Task instructions — Each line from the first down to the one containing "#[derive(Clone, Debug, PartialEq, Eq)]" should be returned exactly as it appears below.

Records from a collection —
[Start of Attachment]

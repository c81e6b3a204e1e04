//! Time-boxed per-question hint cache.
//!
//! Entries are independent and keyed by question id, so no cross-entry
//! locking is needed; staleness is checked at read time and expired entries
//! are simply overwritten by the next lookup.

use std::time::{Duration, Instant};

use dashmap::DashMap;

/// How long a cached hint stays fresh.
pub const DEFAULT_HINT_TTL: Duration = Duration::from_secs(5 * 60);

/// Supplementary per-question data served on the hint path.
#[derive(Clone, Debug, PartialEq, Eq)]
pub struct HintPayload {
    /// Hint prose, falling back to a fixed in-character default.
    pub fallback_hint: String,
    /// Pre-rendered narration script, when one has been generated.
    pub cached_script: Option<String>,
}

struct HintEntry {
    payload: HintPayload,
    stored_at: Instant,
}

/// In-memory TTL cache for hint payloads.
pub struct HintCache {
    entries: DashMap<String, HintEntry>,
    ttl: Duration,
}

impl HintCache {
    /// Build an empty cache with the given time-to-live.
    pub fn new(ttl: Duration) -> Self {
        Self {
            entries: DashMap::new(),
            ttl,
        }
    }

    /// Return the cached payload for `id` if it exists and is still fresh.
    pub fn fresh(&self, id: &str) -> Option<HintPayload> {
        let entry = self.entries.get(id)?;
        if entry.stored_at.elapsed() < self.ttl {
            Some(entry.payload.clone())
        } else {
            None
        }
    }

    /// Store a payload for `id` stamped with the current time.
    pub fn store(&self, id: String, payload: HintPayload) {
        self.entries.insert(
            id,
            HintEntry {
                payload,
                stored_at: Instant::now(),
            },
        );
    }

    /// Record a freshly generated script for `id`.
    ///
    /// An existing entry keeps its hint prose and gets a refreshed timestamp;
    /// otherwise a new entry is created around the script with the given
    /// default hint, so the script is servable without a backing-store read.
    /// Returns whether a new entry was created, so the caller can backfill
    /// the placeholder prose from storage.
    pub fn upsert_script(&self, id: &str, script: &str, default_hint: &str) -> bool {
        let mut created = false;
        let mut entry = self.entries.entry(id.to_owned()).or_insert_with(|| {
            created = true;
            HintEntry {
                payload: HintPayload {
                    fallback_hint: default_hint.to_owned(),
                    cached_script: None,
                },
                stored_at: Instant::now(),
            }
        });
        entry.payload.cached_script = Some(script.to_owned());
        entry.stored_at = Instant::now();
        drop(entry);
        created
    }

    /// Drop every entry. Used by the question write path to keep hints
    /// consistent with the corpus.
    pub fn clear(&self) {
        self.entries.clear();
    }
}

impl Default for HintCache {
    fn default() -> Self {
        Self::new(DEFAULT_HINT_TTL)
    }
}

[End of Attachment]

Your solution —
repository c81e6b3a204e1e04
//! Time-boxed per-question hint cache.
//!
//! Entries are independent and keyed by question id, so no cross-entry
//! locking is needed; staleness is checked at read time and expired entries
//! are simply overwritten by the next lookup.

use std::time::{Duration, Instant};

use dashmap::DashMap;

/// How long a cached hint stays fresh.
pub const DEFAULT_HINT_TTL: Duration = Duration::from_secs(5 * 60);

/// Supplementary per-question data served on the hint path.
#[derive(Clone, Debug, PartialEq, Eq)]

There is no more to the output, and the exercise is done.